Get that outdoor table.
OpenTable wants to eliminate those stressful few seconds when you show up to a restaurant (with a reservation), give your name to the host, suddenly think to ask, "Hey, would it be possible to sit outside?" and wait as they squint at the seating chart, your fate in their hands. Starting today, the online reservation network will offer users the option to book their favorite table at select restaurants (as of right now, about one third of the businesses that use OpenTable are on board).
While, yes, this feature should help you avoid that slow-burn of dread as you're led past the good tables and finally arrive at your spot right outside of the restroom, or next to a drafty door, it's also beneficial to restaurants who want to maximize every seat in the house.

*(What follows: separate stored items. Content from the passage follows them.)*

pub mod db;
mod errors;

pub mod anomalies;
pub mod audit;
pub mod catalog;
pub mod labels;
pub mod notifications;
pub mod orders;
pub mod users;
pub mod watches;

use std::{env, str::FromStr, time::Duration};

pub use errors::SqliteDatabaseError;
use log::info;
use sqlx::{
    sqlite::{SqliteConnectOptions, SqliteJournalMode, SqlitePoolOptions},
    SqlitePool,
};

const SQLITE_DB_URL: &str = "sqlite://data/price_watch.db";
const BUSY_TIMEOUT: Duration = Duration::from_secs(5);

pub fn db_url() -> String {
    let result = env::var("PW_DATABASE_URL").unwrap_or_else(|_| {
        info!("🗃️ PW_DATABASE_URL is not set. Using the default.");
        SQLITE_DB_URL.to_string()
    });
    info!("🗃️ Using database URL: {result}");
    result
}

/// Opens a pool on the rollback journal with a busy timeout. Overlapping scan cycles wait on each other's writes
/// instead of failing with `SQLITE_BUSY`, and every read sees the last committed write.
pub async fn new_pool(url: &str, max_connections: u32) -> Result<SqlitePool, SqliteDatabaseError> {
    let options = SqliteConnectOptions::from_str(url)?
        .create_if_missing(true)
        .journal_mode(SqliteJournalMode::Delete)
        .busy_timeout(BUSY_TIMEOUT)
        .foreign_keys(true);
    let pool = SqlitePoolOptions::new().max_connections(max_connections).connect_with(options).await?;
    Ok(pool)
}
//! Request handler definitions
//!
//! Define each route and its handler here. Handlers stay thin: they pull the caller out of the request, call the
//! engine, and turn the result into JSON. Anything longer belongs in the engine.
//!
//! Every handler is async. Storage and collaborator calls are futures, so a slow catalog never blocks an actix worker
//! thread.
use actix_web::{get, web, HttpRequest, HttpResponse, Responder};
use log::*;
use price_watch_engine::{
    db_types::WatchId,
    traits::{
        AuditLog,
        Catalog,
        NotificationSink,
        OrderManagement,
        PaymentGateway,
        ReconciliationQueue,
        ShippingLabelGenerator,
        UserDirectory,
        WatchManagement,
    },
    watch_objects::ArmWatchRequest,
    PriceScanner,
    WatchFlowApi,
};

use crate::{
    data_objects::AuthorizeRequest,
    errors::ServerError,
    helpers::{Caller, ScanKey},
};

// Web-actix cannot handle generics in handlers, so it's implemented manually using the `route!` macro
#[macro_export]
macro_rules! route {
    ($name:ident => $method:ident $path:literal impl $($bounds:ty),+) => {
        paste::paste! { pub struct [<$name:camel Route>]< $( [< T $bounds:camel> ],)+ >( $( core::marker::PhantomData<fn() -> [< T $bounds:camel> ] >,)+ );}
        paste::paste! { impl< $( [< T $bounds:camel> ],)+ > [<$name:camel Route>]< $( [< T $bounds:camel> ],)+ > {
            #[allow(clippy::new_without_default)]
            pub fn new() -> Self {
                Self($( core::marker::PhantomData::<fn() -> [< T $bounds:camel> ] >,)+)
            }
        }}
        paste::paste! { impl<$( [< T $bounds:camel >] , )+> actix_web::dev::HttpServiceFactory for [<$name:camel Route>]<$([<T $bounds:camel>],)+>
        where
            $([<T $bounds:camel>]: $bounds + 'static,)+
        {
            fn register(self, config: &mut actix_web::dev::AppService) {
                let res = actix_web::Resource::new($path)
                    .name(stringify!($name))
                    .guard(actix_web::guard::$method())
                    .to($name::< $( [< T $bounds:camel >], )+>);
                actix_web::dev::HttpServiceFactory::register(res, config);
            }
        }}
    };
}

/// Storage needed by the buyer-facing routes.
pub trait WatchStore: WatchManagement + AuditLog {}
impl<T: WatchManagement + AuditLog> WatchStore for T {}

/// Storage needed to run a scan cycle.
pub trait ScanStore: WatchManagement + AuditLog + OrderManagement + ReconciliationQueue {}
impl<T: WatchManagement + AuditLog + OrderManagement + ReconciliationQueue> ScanStore for T {}

type WatchApi<B, C, U, G, N> = web::Data<WatchFlowApi<B, C, U, G, N>>;

// ----------------------------------------------   Health  ----------------------------------------------------
#[get("/health")]
pub async fn health() -> impl Responder {
    trace!("💻️ Received health check request");
    HttpResponse::Ok().body("👍️\n")
}

//----------------------------------------------   Payments  ----------------------------------------------------
route!(authorize_payment => Post "/payments/authorize" impl WatchStore, Catalog, UserDirectory, PaymentGateway, NotificationSink);
/// Asks the payment gate for a hold. The returned authorization is what the caller then submits with
/// `POST /api/watches`. A declined card is a 200 with `authorized: false`.
pub async fn authorize_payment<B, C, U, G, N>(
    caller: Caller,
    body: web::Json<AuthorizeRequest>,
    api: WatchApi<B, C, U, G, N>,
) -> Result<HttpResponse, ServerError>
where
    B: WatchStore,
    C: Catalog,
    U: UserDirectory,
    G: PaymentGateway,
    N: NotificationSink,
{
    let AuthorizeRequest { instrument, amount } = body.into_inner();
    debug!("💻️ POST authorize {amount} for {}", caller.0);
    let outcome = api.authorize_payment(&instrument, amount).await?;
    Ok(HttpResponse::Ok().json(outcome))
}

//----------------------------------------------   Watches  ----------------------------------------------------
route!(arm_watch => Post "/watches" impl WatchStore, Catalog, UserDirectory, PaymentGateway, NotificationSink);
pub async fn arm_watch<B, C, U, G, N>(
    caller: Caller,
    body: web::Json<ArmWatchRequest>,
    api: WatchApi<B, C, U, G, N>,
) -> Result<HttpResponse, ServerError>
where
    B: WatchStore,
    C: Catalog,
    U: UserDirectory,
    G: PaymentGateway,
    N: NotificationSink,
{
    let request = body.into_inner();
    debug!("💻️ POST arm watch on {} for {}", request.item_id, caller.0);
    let watch = api.arm(caller.0, request).await?;
    Ok(HttpResponse::Created().json(watch))
}

route!(my_watches => Get "/watches" impl WatchStore, Catalog, UserDirectory, PaymentGateway, NotificationSink);
pub async fn my_watches<B, C, U, G, N>(caller: Caller, api: WatchApi<B, C, U, G, N>) -> Result<HttpResponse, ServerError>
where
    B: WatchStore,
    C: Catalog,
    U: UserDirectory,
    G: PaymentGateway,
    N: NotificationSink,
{
    debug!("💻️ GET watches for {}", caller.0);
    let watches = api.watches_for_buyer(caller.0).await?;
    Ok(HttpResponse::Ok().json(watches))
}

route!(watch_by_id => Get "/watches/{id}" impl WatchStore, Catalog, UserDirectory, PaymentGateway, NotificationSink);
pub async fn watch_by_id<B, C, U, G, N>(
    caller: Caller,
    path: web::Path<i64>,
    api: WatchApi<B, C, U, G, N>,
) -> Result<HttpResponse, ServerError>
where
    B: WatchStore,
    C: Catalog,
    U: UserDirectory,
    G: PaymentGateway,
    N: NotificationSink,
{
    let id = WatchId::from(path.into_inner());
    debug!("💻️ GET {id} for {}", caller.0);
    let watch = api.watch(id, caller.0).await?;
    Ok(HttpResponse::Ok().json(watch))
}

route!(watch_history => Get "/watches/{id}/history" impl WatchStore, Catalog, UserDirectory, PaymentGateway, NotificationSink);
/// The audit trail of a watch: every price check and purchase attempt, oldest first.
pub async fn watch_history<B, C, U, G, N>(
    caller: Caller,
    path: web::Path<i64>,
    api: WatchApi<B, C, U, G, N>,
) -> Result<HttpResponse, ServerError>
where
    B: WatchStore,
    C: Catalog,
    U: UserDirectory,
    G: PaymentGateway,
    N: NotificationSink,
{
    let id = WatchId::from(path.into_inner());
    debug!("💻️ GET history of {id} for {}", caller.0);
    let history = api.history(id, caller.0).await?;
    Ok(HttpResponse::Ok().json(history))
}

route!(cancel_watch => Post "/watches/{id}/cancel" impl WatchStore, Catalog, UserDirectory, PaymentGateway, NotificationSink);
pub async fn cancel_watch<B, C, U, G, N>(
    caller: Caller,
    path: web::Path<i64>,
    api: WatchApi<B, C, U, G, N>,
) -> Result<HttpResponse, ServerError>
where
    B: WatchStore,
    C: Catalog,
    U: UserDirectory,
    G: PaymentGateway,
    N: NotificationSink,
{
    let id = WatchId::from(path.into_inner());
    debug!("💻️ POST cancel {id} for {}", caller.0);
    let watch = api.cancel(id, caller.0).await?;
    Ok(HttpResponse::Ok().json(watch))
}

//----------------------------------------------   Scan  ----------------------------------------------------
route!(scan => Post "/scan" impl ScanStore, Catalog, UserDirectory, ShippingLabelGenerator, NotificationSink);
/// Runs one scan cycle now and returns its summary. Safe to call while the periodic worker is also scanning.
pub async fn scan<S, C, U, L, N>(
    req: HttpRequest,
    key: web::Data<ScanKey>,
    scanner: web::Data<PriceScanner<S, C, U, L, N>>,
) -> Result<HttpResponse, ServerError>
where
    S: ScanStore,
    C: Catalog,
    U: UserDirectory,
    L: ShippingLabelGenerator,
    N: NotificationSink,
{
    key.check(&req)?;
    info!("💻️ Manual scan requested");
    let summary = scanner.run_scan_cycle().await;
    Ok(HttpResponse::Ok().json(summary))
}
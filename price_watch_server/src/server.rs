use std::{future::Future, pin::Pin, sync::Arc, time::Duration};

use actix_web::{dev::Server, http::KeepAlive, middleware::Logger, web, App, HttpServer};
use log::*;
use price_watch_engine::{
    events::{EventHandlers, EventHooks, EventProducers},
    ClaimPipeline,
    MockPreAuthGateway,
    PriceScanner,
    SqliteDatabase,
    SqliteScanner,
    WatchFlowApi,
};

use crate::{
    config::ServerConfig,
    errors::ServerError,
    helpers::ScanKey,
    routes::{
        health,
        ArmWatchRoute,
        AuthorizePaymentRoute,
        CancelWatchRoute,
        MyWatchesRoute,
        ScanRoute,
        WatchByIdRoute,
        WatchHistoryRoute,
    },
    scan_worker::start_scan_worker,
};

type Db = SqliteDatabase;
type Gate = MockPreAuthGateway;
type HookFuture = Pin<Box<dyn Future<Output = ()> + Send>>;

pub async fn run_server(config: ServerConfig) -> Result<(), ServerError> {
    let db = SqliteDatabase::new_with_url(&config.database_url, 25)
        .await
        .map_err(|e| ServerError::InitializeError(e.to_string()))?;
    db.run_migrations().await.map_err(|e| ServerError::InitializeError(e.to_string()))?;
    let producers = start_event_handlers().await;
    let pipeline = ClaimPipeline::new(db.clone(), db.clone(), db.clone(), db.clone(), db.clone(), producers, config.scan);
    let scanner = Arc::new(PriceScanner::new(pipeline));
    if config.disable_scan_worker {
        warn!("🕰️ The scan worker is disabled. Watches only trigger through POST /api/scan.");
    } else {
        let _worker = start_scan_worker(scanner.clone(), config.scan_interval);
    }
    let srv = create_server_instance(config, db, scanner)?;
    srv.await.map_err(|e| ServerError::InitializeError(e.to_string()))
}

/// Hooks that surface engine events in the server log. A reconciliation anomaly is the operator alert.
pub fn create_event_hooks() -> EventHooks {
    let mut hooks = EventHooks::default();
    hooks
        .on_watch_executed(|ev| {
            Box::pin(async move {
                info!("📬️ {} bought {} for {} ({})", ev.watch.buyer_id, ev.order.item_id, ev.order.price, ev.order.id);
            }) as HookFuture
        })
        .on_watch_expired(|ev| {
            Box::pin(async move {
                debug!("📬️ {} of {} expired", ev.watch.id, ev.watch.buyer_id);
            }) as HookFuture
        })
        .on_anomaly(|ev| {
            Box::pin(async move {
                let queued = ev.anomaly.as_ref().map(|a| format!("queued as #{}", a.id));
                error!(
                    "🚨️ OPERATOR ACTION REQUIRED: {} on {} needs reconciliation ({}). {}",
                    ev.watch_id,
                    ev.item_id,
                    queued.as_deref().unwrap_or("NOT QUEUED"),
                    ev.reason
                );
            }) as HookFuture
        });
    hooks
}

async fn start_event_handlers() -> EventProducers {
    let handlers = EventHandlers::new(128, create_event_hooks());
    let producers = handlers.producers();
    handlers.start_handlers().await;
    producers
}

pub fn create_server_instance(
    config: ServerConfig,
    db: SqliteDatabase,
    scanner: Arc<SqliteScanner>,
) -> Result<Server, ServerError> {
    let scan_key = ScanKey(config.scan_api_key.clone());
    let policy = config.scan.policy;
    let srv = HttpServer::new(move || {
        let watch_api = WatchFlowApi::new(db.clone(), db.clone(), db.clone(), MockPreAuthGateway::new(), db.clone(), policy);
        let api_scope = web::scope("/api")
            .service(AuthorizePaymentRoute::<Db, Db, Db, Gate, Db>::new())
            .service(ArmWatchRoute::<Db, Db, Db, Gate, Db>::new())
            .service(MyWatchesRoute::<Db, Db, Db, Gate, Db>::new())
            .service(WatchHistoryRoute::<Db, Db, Db, Gate, Db>::new())
            .service(CancelWatchRoute::<Db, Db, Db, Gate, Db>::new())
            .service(WatchByIdRoute::<Db, Db, Db, Gate, Db>::new())
            .service(ScanRoute::<Db, Db, Db, Db, Db>::new());
        App::new()
            .wrap(Logger::new("%t (%D ms) %s %a %{Host}i %U").log_target("pw::access_log"))
            .app_data(web::Data::new(watch_api))
            .app_data(web::Data::from(scanner.clone()))
            .app_data(web::Data::new(scan_key.clone()))
            .service(health)
            .service(api_scope)
    })
    .keep_alive(KeepAlive::Timeout(Duration::from_secs(600)))
    .bind((config.host.as_str(), config.port))?
    .run();
    Ok(srv)
}
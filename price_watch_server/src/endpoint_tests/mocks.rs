use chrono::{DateTime, Utc};
use mockall::mock;
use price_watch_engine::{
    db_types::{
        ItemId,
        NewAnomaly,
        NewAuditEntry,
        NewOrder,
        NewWatch,
        Order,
        OrderId,
        ReconciliationAnomaly,
        UserId,
        Watch,
        WatchAuditEntry,
        WatchId,
        WatchStatus,
        WatchTransition,
    },
    traits::{
        AuditLog,
        AuthorizationOutcome,
        CollaboratorError,
        OrderManagement,
        PaymentGateway,
        PaymentInstrument,
        ReconciliationQueue,
        StoreError,
        WatchManagement,
    },
};
use pw_common::Yen;

mock! {
    pub WatchStore {}
    impl WatchManagement for WatchStore {
        async fn insert_watch(&self, watch: NewWatch) -> Result<Watch, StoreError>;
        async fn fetch_watch(&self, id: WatchId) -> Result<Option<Watch>, StoreError>;
        async fn fetch_watches_for_buyer(&self, buyer: UserId) -> Result<Vec<Watch>, StoreError>;
        async fn fetch_active_watches_for_item(&self, item: ItemId) -> Result<Vec<Watch>, StoreError>;
        async fn fetch_eligible_watches(&self, now: DateTime<Utc>) -> Result<Vec<Watch>, StoreError>;
        async fn transition_watch(&self, id: WatchId, expected: WatchStatus, transition: WatchTransition) -> Result<Watch, StoreError>;
        async fn acquire_lease(&self, id: WatchId, token: &str, now: DateTime<Utc>, until: DateTime<Utc>) -> Result<bool, StoreError>;
        async fn release_lease(&self, id: WatchId, token: &str) -> Result<(), StoreError>;
        async fn record_price_check(&self, id: WatchId, at: DateTime<Utc>) -> Result<(), StoreError>;
        async fn expire_watches(&self, now: DateTime<Utc>) -> Result<Vec<Watch>, StoreError>;
    }
    impl AuditLog for WatchStore {
        async fn append_audit_entry(&self, entry: NewAuditEntry) -> Result<WatchAuditEntry, StoreError>;
        async fn fetch_audit_entries(&self, watch: WatchId) -> Result<Vec<WatchAuditEntry>, StoreError>;
    }
    impl OrderManagement for WatchStore {
        async fn create_order(&self, order: NewOrder) -> Result<Order, StoreError>;
        async fn fetch_order(&self, id: OrderId) -> Result<Option<Order>, StoreError>;
        async fn attach_shipping_label(&self, id: OrderId, label_ref: &str) -> Result<(), StoreError>;
    }
    impl ReconciliationQueue for WatchStore {
        async fn record_anomaly(&self, anomaly: NewAnomaly) -> Result<ReconciliationAnomaly, StoreError>;
        async fn fetch_unresolved_anomalies(&self) -> Result<Vec<ReconciliationAnomaly>, StoreError>;
    }
}

mock! {
    pub Gateway {}
    impl PaymentGateway for Gateway {
        async fn authorize(&self, instrument: &PaymentInstrument, amount: Yen) -> Result<AuthorizationOutcome, CollaboratorError>;
    }
}
use dotenvy::dotenv;
use log::info;
use price_watch_server::{cli::handle_command_line_args, config::ServerConfig, server::run_server};

#[actix_web::main]
async fn main() {
    dotenv().ok();
    env_logger::init();
    if handle_command_line_args() {
        return;
    }
    let config = ServerConfig::from_env_or_default();

    info!("🚀️ Starting server on {}:{}", config.host, config.port);
    match run_server(config).await {
        Ok(_) => println!("Bye!"),
        Err(e) => eprintln!("{e}"),
    }
}
mod setups;
mod steps;
mod world;

pub use world::PriceWatchWorld;
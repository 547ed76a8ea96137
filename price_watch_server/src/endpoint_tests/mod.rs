mod helpers;
mod mocks;
mod payments;
mod scan;
mod watches;
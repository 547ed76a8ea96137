mod helpers;
mod yen;

pub mod op;
mod secret;

pub use helpers::parse_boolean_flag;
pub use secret::Secret;
pub use yen::{Yen, YenConversionError, CURRENCY_CODE};
use price_watch_engine::traits::PaymentInstrument;
use pw_common::Yen;
use serde::Deserialize;

/// Body of `POST /api/payments/authorize`.
#[derive(Debug, Clone, Deserialize)]
pub struct AuthorizeRequest {
    pub instrument: PaymentInstrument,
    pub amount: Yen,
}
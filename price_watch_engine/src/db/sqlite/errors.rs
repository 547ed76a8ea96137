use thiserror::Error;

use crate::{
    db_types::{WatchId, WatchStatus},
    traits::{CollaboratorError, StoreError},
};

#[derive(Debug, Error)]
pub enum SqliteDatabaseError {
    #[error("Database connection error: {0}")]
    DriverError(#[from] sqlx::Error),
    #[error("Database migration error: {0}")]
    MigrationError(#[from] sqlx::migrate::MigrateError),
    #[error("Database query error: {0}")]
    QueryError(String),
    #[error("Watch {id} is no longer {expected}, or is held by another worker")]
    StatusConflict { id: WatchId, expected: WatchStatus },
    #[error("Illegal watch transition: {0}")]
    InvalidTransition(String),
    #[error("Record not found: {0}")]
    NotFound(String),
}

impl From<SqliteDatabaseError> for StoreError {
    fn from(e: SqliteDatabaseError) -> Self {
        match e {
            SqliteDatabaseError::StatusConflict { id, expected } => StoreError::StatusConflict { id, expected },
            SqliteDatabaseError::InvalidTransition(s) => StoreError::InvalidTransition(s),
            SqliteDatabaseError::NotFound(s) => StoreError::NotFound(s),
            e => StoreError::Backend(e.to_string()),
        }
    }
}

impl From<SqliteDatabaseError> for CollaboratorError {
    fn from(e: SqliteDatabaseError) -> Self {
        match e {
            SqliteDatabaseError::NotFound(s) => CollaboratorError::Rejected(s),
            e => CollaboratorError::Unavailable(e.to_string()),
        }
    }
}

Participating dining venues can label each available spot on their floor plan as either standard, bar, high top, outdoor or counter—meaning that if there's a single bar stool up for grabs, the person who really just wants to order a glass of wine, try, like, three different appetizers, and read their book will be able to find it. Similarly, that diner who refuses to sit near the kitchen won't need to follow up their online reservation with a phone call to the venue and a back-and-forth with the host.
You can try out OpenTable's new booking options across desktop and mobile web, as well as on the OpenTable iOs and Android apps. Want to give it a go but stuck on restaurant ideas? Just last week, OpenTable unveiled their list of the 50 best Southern restaurants in the country (spoiler: two of them are in New York City, although 44 of the 50 spots that made the cut are south of the Mason Dixon line). Or, check out OpenTable's roundup of the 100 most scenic restaurants in America, and really put that new ability to book a window seat to use.